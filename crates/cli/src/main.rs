#![deny(unsafe_code)]
//! CLI binary for the saddle-trap simulation.
//!
//! Subcommands:
//! - `run`: step the ball until the final angle (or a frame limit) and report
//! - `surface`: summarize the precomputed height field and gradient
//! - `schema`: print the engine parameter schema

mod error;

use clap::{Parser, Subcommand};
use error::CliError;
use saddle_core::{BoundsPolicy, Engine, RunSpec, StepStatus};
use saddle_trap::{BallState, SaddleTrap};
use serde_json::{json, Value};
use std::path::PathBuf;
use std::process;

#[derive(Parser)]
#[command(name = "saddle-trap", about = "Saddle potential trap simulation")]
struct Cli {
    /// Output as JSON instead of human-readable text.
    #[arg(long, global = true)]
    json: bool,

    #[command(subcommand)]
    command: Command,
}

#[derive(Subcommand)]
enum Command {
    /// Step the ball until the phase passes the final angle.
    Run {
        /// Run configuration file (JSON); flags below override it.
        #[arg(short, long)]
        config: Option<PathBuf>,

        /// Engine parameters as a JSON object, merged over the config's params.
        #[arg(long, default_value = "{}")]
        params: String,

        /// Bounds policy for cells outside the grid (strict, clamp, wrap).
        #[arg(short, long)]
        bounds: Option<String>,

        /// Stop after this many steps even if the run has not finished.
        #[arg(short, long)]
        frames: Option<usize>,

        /// Print every K-th frame of the trajectory.
        #[arg(short, long)]
        every: Option<usize>,

        /// Print the trajectory, not just the final summary.
        #[arg(short, long)]
        trajectory: bool,
    },
    /// Summarize the height field and gradient.
    Surface {
        /// Engine parameters as a JSON object.
        #[arg(long, default_value = "{}")]
        params: String,
    },
    /// Print the parameter schema.
    Schema,
}

fn parse_params(text: &str) -> Result<Value, CliError> {
    let value: Value = serde_json::from_str(text)
        .map_err(|e| CliError::Input(format!("invalid --params JSON: {e}")))?;
    if !value.is_object() {
        return Err(CliError::Input("--params must be a JSON object".into()));
    }
    Ok(value)
}

/// Layers command-line overrides on top of an optional config file.
fn resolve_run_spec(
    config: Option<&PathBuf>,
    params: &str,
    bounds: Option<&str>,
    frames: Option<usize>,
    every: Option<usize>,
) -> Result<RunSpec, CliError> {
    let mut spec = match config {
        Some(path) => RunSpec::load(path)?,
        None => RunSpec::default(),
    };

    let overrides = parse_params(params)?;
    if let (Some(base), Some(extra)) = (spec.params.as_object_mut(), overrides.as_object()) {
        for (key, value) in extra {
            base.insert(key.clone(), value.clone());
        }
    }
    if let Some(name) = bounds {
        let policy: BoundsPolicy = name.parse()?;
        spec.params["bounds"] = json!(policy.name());
    }
    if frames.is_some() {
        spec.frames = frames;
    }
    if let Some(every) = every {
        spec.every = every;
    }
    spec.validate()?;
    Ok(spec)
}

fn print_frame(ball: &BallState, json_mode: bool) -> Result<(), CliError> {
    if json_mode {
        println!("{}", serde_json::to_string(ball)?);
    } else {
        let p = ball.position;
        let v = ball.velocity;
        println!(
            "frame {:>4}  phase {:>8.4}  r {:>7.4}  pos ({:>9.4}, {:>9.4}, {:>9.4})  vel ({:>8.4}, {:>8.4})",
            ball.frame, ball.phase, ball.amplitude, p.x, p.y, p.z, v.x, v.z
        );
    }
    Ok(())
}

fn run(cli: Cli) -> Result<(), CliError> {
    match cli.command {
        Command::Schema => {
            let engine = SaddleTrap::from_json(&json!({}))?;
            println!("{}", serde_json::to_string_pretty(&engine.param_schema())?);
        }
        Command::Surface { params } => {
            let engine = SaddleTrap::from_json(&parse_params(&params)?)?;
            let surface = engine.surface();
            let n = surface.half_extent() as isize;
            let start = engine.ball().cell();
            let probes = [(-n, -n), (-n, 0), (0, 0), (0, -n), (n - 1, n - 1), start];

            let mut samples = Vec::with_capacity(probes.len());
            for (i, j) in probes.into_iter().filter(|&(i, j)| surface.height().contains(i, j)) {
                let h = surface.height().get(i, j)?;
                let g = surface.gradient().get(i, j)?;
                samples.push(json!({"i": i, "j": j, "height": h, "gradient": [g.x, g.y]}));
            }

            if cli.json {
                let info = json!({
                    "half_extent": surface.half_extent(),
                    "side": surface.height().side(),
                    "max_height": surface.max_height(),
                    "samples": samples,
                });
                println!("{}", serde_json::to_string_pretty(&info)?);
            } else {
                println!(
                    "surface: {0}x{0} cells, coordinates [-{1}, {1}), max height {2}",
                    surface.height().side(),
                    surface.half_extent(),
                    surface.max_height()
                );
                for s in &samples {
                    println!(
                        "  h({:>4}, {:>4}) = {:>10.4}  grad = {}",
                        s["i"], s["j"], s["height"].as_f64().unwrap_or(f64::NAN), s["gradient"]
                    );
                }
            }
        }
        Command::Run {
            config,
            params,
            bounds,
            frames,
            every,
            trajectory,
        } => {
            let spec = resolve_run_spec(
                config.as_ref(),
                &params,
                bounds.as_deref(),
                frames,
                every,
            )?;
            let mut engine = SaddleTrap::from_json(&spec.params)?;
            log::debug!("run configuration: {}", spec.params);

            let json_mode = cli.json;
            let mut printed = Ok(());
            let summary = engine.run_with(spec.frames, |ball, status| {
                if trajectory
                    && printed.is_ok()
                    && status == StepStatus::Running
                    && ball.frame % spec.every as u64 == 0
                {
                    printed = print_frame(ball, json_mode);
                }
            })?;
            printed?;

            if json_mode {
                println!("{}", serde_json::to_string_pretty(&summary)?);
            } else {
                let end = if summary.finished {
                    "reached final angle"
                } else {
                    "stopped at frame limit"
                };
                eprintln!(
                    "{end} after {} steps ({} frames), phase {:.4}, bounds {}",
                    summary.steps,
                    summary.state.frame,
                    summary.state.phase,
                    engine.trap_params().bounds
                );
            }
        }
    }

    Ok(())
}

fn main() {
    env_logger::Builder::from_env(env_logger::Env::default().default_filter_or("warn")).init();

    let cli = Cli::parse();
    let json_mode = cli.json;
    if let Err(e) = run(cli) {
        if json_mode {
            let j = json!({"error": e.to_string(), "exit_code": e.exit_code()});
            eprintln!("{}", serde_json::to_string_pretty(&j).unwrap_or_default());
        } else {
            eprintln!("error: {e}");
        }
        process::exit(e.exit_code());
    }
}
#![deny(unsafe_code)]
//! Saddle potential trap engine.
//!
//! Models the flipping saddle potential of a quadrupole ion trap and an ion
//! (the ball) riding on it. The surface `h(i, j) = (i² − j²)·fmz/fmx` and its
//! gradient are precomputed once on a signed grid; every frame the surface
//! amplitude follows `sin(phase)` and the ball is nudged along the scaled
//! gradient. The run ends once the phase passes the final angle.
//!
//! The engine exposes [`Engine::step`] for a host render loop and owns no loop
//! of its own; [`SaddleTrap::run`] is a convenience for headless drivers.

pub mod ball;
pub mod surface;

use std::f64::consts::PI;

use glam::DVec3;
use saddle_core::bounds::BoundsPolicy;
use saddle_core::engine::{Engine, StepStatus};
use saddle_core::error::SimError;
use saddle_core::grid::Grid;
use saddle_core::params::{param_bounds, param_f64, param_usize, param_vec3};
use serde::Serialize;
use serde_json::{json, Value};

pub use ball::BallState;
pub use surface::Surface;

/// Default half-extent of the surface grid.
const DEFAULT_FIELD_SIZE: usize = 50;
/// Largest accepted half-extent (a 2000 × 2000 grid).
const MAX_FIELD_SIZE: usize = 1000;
/// Default horizontal scale; heights are divided by it.
const DEFAULT_FMX: f64 = 5.0;
/// Default vertical scale; heights are multiplied by it.
const DEFAULT_FMZ: f64 = 0.08;
/// Default gradient coupling along `i` (x).
const DEFAULT_CI: f64 = 0.1;
/// Default gradient coupling along `j` (z).
const DEFAULT_CJ: f64 = 1.0;
/// Default phase advance per frame.
const DEFAULT_PHASE_STEP: f64 = 0.2;
/// Default phase past which the run finishes.
const DEFAULT_FINAL_ANGLE: f64 = 12.0 * PI;
/// Default starting camera angle.
const DEFAULT_CAMERA_ANGLE: f64 = -20.0;
/// Default camera drift per frame, in degrees.
const DEFAULT_ANGLE_DRIFT: f64 = 0.0;
/// Default starting phase.
const DEFAULT_INITIAL_PHASE: f64 = PI - 0.2;
/// Default starting ball position.
const DEFAULT_INITIAL_POSITION: DVec3 = DVec3::new(10.0, 0.0, 0.0);

/// Tuning constants for the saddle trap, fixed at construction.
#[derive(Debug, Clone, Copy, PartialEq)]
pub struct TrapParams {
    /// Half-extent `n` of the surface grid; coordinates span `[-n, n)`.
    pub field_size: usize,
    pub fmx: f64,
    pub fmz: f64,
    /// Gradient coupling into `vx`.
    pub ci: f64,
    /// Gradient coupling into `vz`.
    pub cj: f64,
    pub phase_step: f64,
    pub final_angle: f64,
    pub camera_angle: f64,
    /// Per-frame drift `da` in degrees. Zero in the stock tuning.
    pub angle_drift: f64,
    pub initial_position: DVec3,
    pub initial_velocity: DVec3,
    pub initial_phase: f64,
    /// What happens when the ball's cell leaves the grid.
    pub bounds: BoundsPolicy,
}

impl Default for TrapParams {
    fn default() -> Self {
        Self {
            field_size: DEFAULT_FIELD_SIZE,
            fmx: DEFAULT_FMX,
            fmz: DEFAULT_FMZ,
            ci: DEFAULT_CI,
            cj: DEFAULT_CJ,
            phase_step: DEFAULT_PHASE_STEP,
            final_angle: DEFAULT_FINAL_ANGLE,
            camera_angle: DEFAULT_CAMERA_ANGLE,
            angle_drift: DEFAULT_ANGLE_DRIFT,
            initial_position: DEFAULT_INITIAL_POSITION,
            initial_velocity: DVec3::ZERO,
            initial_phase: DEFAULT_INITIAL_PHASE,
            bounds: BoundsPolicy::Strict,
        }
    }
}

impl TrapParams {
    /// Extracts parameters from a JSON object, falling back to defaults.
    ///
    /// Fails only on an unrecognised `bounds` name; call [`TrapParams::validate`]
    /// to check the values themselves.
    pub fn from_json(params: &Value) -> Result<Self, SimError> {
        Ok(Self {
            field_size: param_usize(params, "field_size", DEFAULT_FIELD_SIZE),
            fmx: param_f64(params, "fmx", DEFAULT_FMX),
            fmz: param_f64(params, "fmz", DEFAULT_FMZ),
            ci: param_f64(params, "ci", DEFAULT_CI),
            cj: param_f64(params, "cj", DEFAULT_CJ),
            phase_step: param_f64(params, "phase_step", DEFAULT_PHASE_STEP),
            final_angle: param_f64(params, "final_angle", DEFAULT_FINAL_ANGLE),
            camera_angle: param_f64(params, "camera_angle", DEFAULT_CAMERA_ANGLE),
            angle_drift: param_f64(params, "angle_drift", DEFAULT_ANGLE_DRIFT),
            initial_position: param_vec3(params, "initial_position", DEFAULT_INITIAL_POSITION),
            initial_velocity: param_vec3(params, "initial_velocity", DVec3::ZERO),
            initial_phase: param_f64(params, "initial_phase", DEFAULT_INITIAL_PHASE),
            bounds: param_bounds(params, "bounds", BoundsPolicy::Strict)?,
        })
    }

    /// Rejects values the stepper cannot run with.
    ///
    /// The phase step must be positive so the final angle is eventually
    /// reached; every other constant must be finite, and `fmx` non-zero.
    pub fn validate(&self) -> Result<(), SimError> {
        if self.field_size == 0 {
            return Err(SimError::InvalidDimensions);
        }
        if self.field_size > MAX_FIELD_SIZE {
            return Err(invalid("field_size", "must be at most 1000"));
        }
        if self.fmx == 0.0 {
            return Err(invalid("fmx", "must be non-zero"));
        }
        if self.phase_step.is_nan() || self.phase_step <= 0.0 {
            return Err(invalid("phase_step", "must be positive"));
        }
        let scalars = [
            ("fmx", self.fmx),
            ("fmz", self.fmz),
            ("ci", self.ci),
            ("cj", self.cj),
            ("phase_step", self.phase_step),
            ("final_angle", self.final_angle),
            ("camera_angle", self.camera_angle),
            ("angle_drift", self.angle_drift),
            ("initial_phase", self.initial_phase),
        ];
        if let Some((name, _)) = scalars.iter().find(|(_, v)| !v.is_finite()) {
            return Err(invalid(name, "must be finite"));
        }
        if !self.initial_position.is_finite() {
            return Err(invalid("initial_position", "must be finite"));
        }
        if !self.initial_velocity.is_finite() {
            return Err(invalid("initial_velocity", "must be finite"));
        }
        Ok(())
    }
}

fn invalid(name: &str, reason: &str) -> SimError {
    SimError::InvalidParam {
        name: name.to_string(),
        reason: reason.to_string(),
    }
}

/// Result of driving the engine with [`SaddleTrap::run`].
#[derive(Debug, Clone, Copy, PartialEq, Serialize)]
pub struct RunSummary {
    /// Calls to `step` made during the run, including the finishing one.
    pub steps: usize,
    pub finished: bool,
    pub state: BallState,
}

/// Saddle trap engine: the precomputed surface plus the ball riding on it.
pub struct SaddleTrap {
    surface: Surface,
    ball: BallState,
    params: TrapParams,
}

impl SaddleTrap {
    /// Validates `params`, builds the surface and places the ball at its start.
    pub fn new(params: TrapParams) -> Result<Self, SimError> {
        params.validate()?;
        let surface = Surface::build(params.field_size, params.fmx, params.fmz)?;
        let ball = BallState::initial(&params);
        Ok(Self {
            surface,
            ball,
            params,
        })
    }

    /// Creates the engine from a JSON params object, defaulting missing keys.
    pub fn from_json(json_params: &Value) -> Result<Self, SimError> {
        Self::new(TrapParams::from_json(json_params)?)
    }

    pub fn surface(&self) -> &Surface {
        &self.surface
    }

    pub fn ball(&self) -> &BallState {
        &self.ball
    }

    pub fn trap_params(&self) -> &TrapParams {
        &self.params
    }

    /// Replaces the ball state, e.g. to resume a saved run.
    pub fn set_ball(&mut self, ball: BallState) {
        self.ball = ball;
    }

    /// Steps until the run finishes or `max_steps` calls have been made,
    /// calling `on_frame` after every successful step.
    pub fn run_with<F>(
        &mut self,
        max_steps: Option<usize>,
        mut on_frame: F,
    ) -> Result<RunSummary, SimError>
    where
        F: FnMut(&BallState, StepStatus),
    {
        let mut steps = 0;
        while !self.ball.finished && max_steps.map_or(true, |max| steps < max) {
            let status = self.step()?;
            steps += 1;
            on_frame(&self.ball, status);
        }
        Ok(RunSummary {
            steps,
            finished: self.ball.finished,
            state: self.ball,
        })
    }

    /// Steps until the run finishes or `max_steps` calls have been made.
    pub fn run(&mut self, max_steps: Option<usize>) -> Result<RunSummary, SimError> {
        self.run_with(max_steps, |_, _| {})
    }

    /// Like [`SaddleTrap::run`], collecting the state after every updating frame.
    pub fn trajectory(&mut self, max_steps: Option<usize>) -> Result<Vec<BallState>, SimError> {
        let mut frames = Vec::new();
        self.run_with(max_steps, |ball, status| {
            if status == StepStatus::Running {
                frames.push(*ball);
            }
        })?;
        Ok(frames)
    }
}

impl Engine for SaddleTrap {
    fn step(&mut self) -> Result<StepStatus, SimError> {
        let was_finished = self.ball.finished;
        let (next, status) = match self.ball.advance(&self.surface, &self.params) {
            Ok(advanced) => advanced,
            Err(e) => {
                log::warn!("step after frame {} failed: {e}", self.ball.frame);
                return Err(e);
            }
        };
        if status == StepStatus::Finished && !was_finished {
            log::info!(
                "phase {:.4} passed final angle {:.4} after {} frames",
                next.phase,
                self.params.final_angle,
                next.frame
            );
        }
        self.ball = next;
        Ok(status)
    }

    fn field(&self) -> &Grid<f64> {
        self.surface.height()
    }

    fn params(&self) -> Value {
        let p = &self.params;
        json!({
            "field_size": p.field_size,
            "fmx": p.fmx,
            "fmz": p.fmz,
            "ci": p.ci,
            "cj": p.cj,
            "phase_step": p.phase_step,
            "final_angle": p.final_angle,
            "camera_angle": p.camera_angle,
            "angle_drift": p.angle_drift,
            "initial_position": p.initial_position.to_array(),
            "initial_velocity": p.initial_velocity.to_array(),
            "initial_phase": p.initial_phase,
            "bounds": p.bounds.name(),
        })
    }

    fn param_schema(&self) -> Value {
        json!({
            "field_size": {
                "type": "integer",
                "default": DEFAULT_FIELD_SIZE,
                "min": 1,
                "max": MAX_FIELD_SIZE,
                "description": "Half-extent of the surface grid; coordinates span [-n, n)"
            },
            "fmx": {
                "type": "number",
                "default": DEFAULT_FMX,
                "description": "Horizontal scale; heights are divided by it (non-zero)"
            },
            "fmz": {
                "type": "number",
                "default": DEFAULT_FMZ,
                "description": "Vertical scale; heights are multiplied by it"
            },
            "ci": {
                "type": "number",
                "default": DEFAULT_CI,
                "description": "Gradient coupling into the x velocity"
            },
            "cj": {
                "type": "number",
                "default": DEFAULT_CJ,
                "description": "Gradient coupling into the z velocity"
            },
            "phase_step": {
                "type": "number",
                "default": DEFAULT_PHASE_STEP,
                "min": 0.0,
                "description": "Phase advance per frame (positive)"
            },
            "final_angle": {
                "type": "number",
                "default": DEFAULT_FINAL_ANGLE,
                "description": "Phase past which the run finishes"
            },
            "camera_angle": {
                "type": "number",
                "default": DEFAULT_CAMERA_ANGLE,
                "description": "Starting camera angle; mixes vx into vz"
            },
            "angle_drift": {
                "type": "number",
                "default": DEFAULT_ANGLE_DRIFT,
                "description": "Camera drift and position rotation per frame, in degrees"
            },
            "initial_position": {
                "type": "array",
                "default": DEFAULT_INITIAL_POSITION.to_array(),
                "description": "Starting ball position [x, y, z]"
            },
            "initial_velocity": {
                "type": "array",
                "default": [0.0, 0.0, 0.0],
                "description": "Starting ball velocity [x, y, z]"
            },
            "initial_phase": {
                "type": "number",
                "default": DEFAULT_INITIAL_PHASE,
                "description": "Starting phase angle"
            },
            "bounds": {
                "type": "string",
                "default": BoundsPolicy::Strict.name(),
                "enum": BoundsPolicy::list_names(),
                "description": "Handling of grid cells outside the surface: strict, clamp or wrap"
            }
        })
    }

    fn is_finished(&self) -> bool {
        self.ball.finished
    }
}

(WHAT YOU ARE ASKED TO DO) Once you have found every line above holding the word "multiplied", copy those lines.

(OUTPUT FOR THIS TASK)
/// Default vertical scale; heights are multiplied by it.
                "description": "Vertical scale; heights are multiplied by it"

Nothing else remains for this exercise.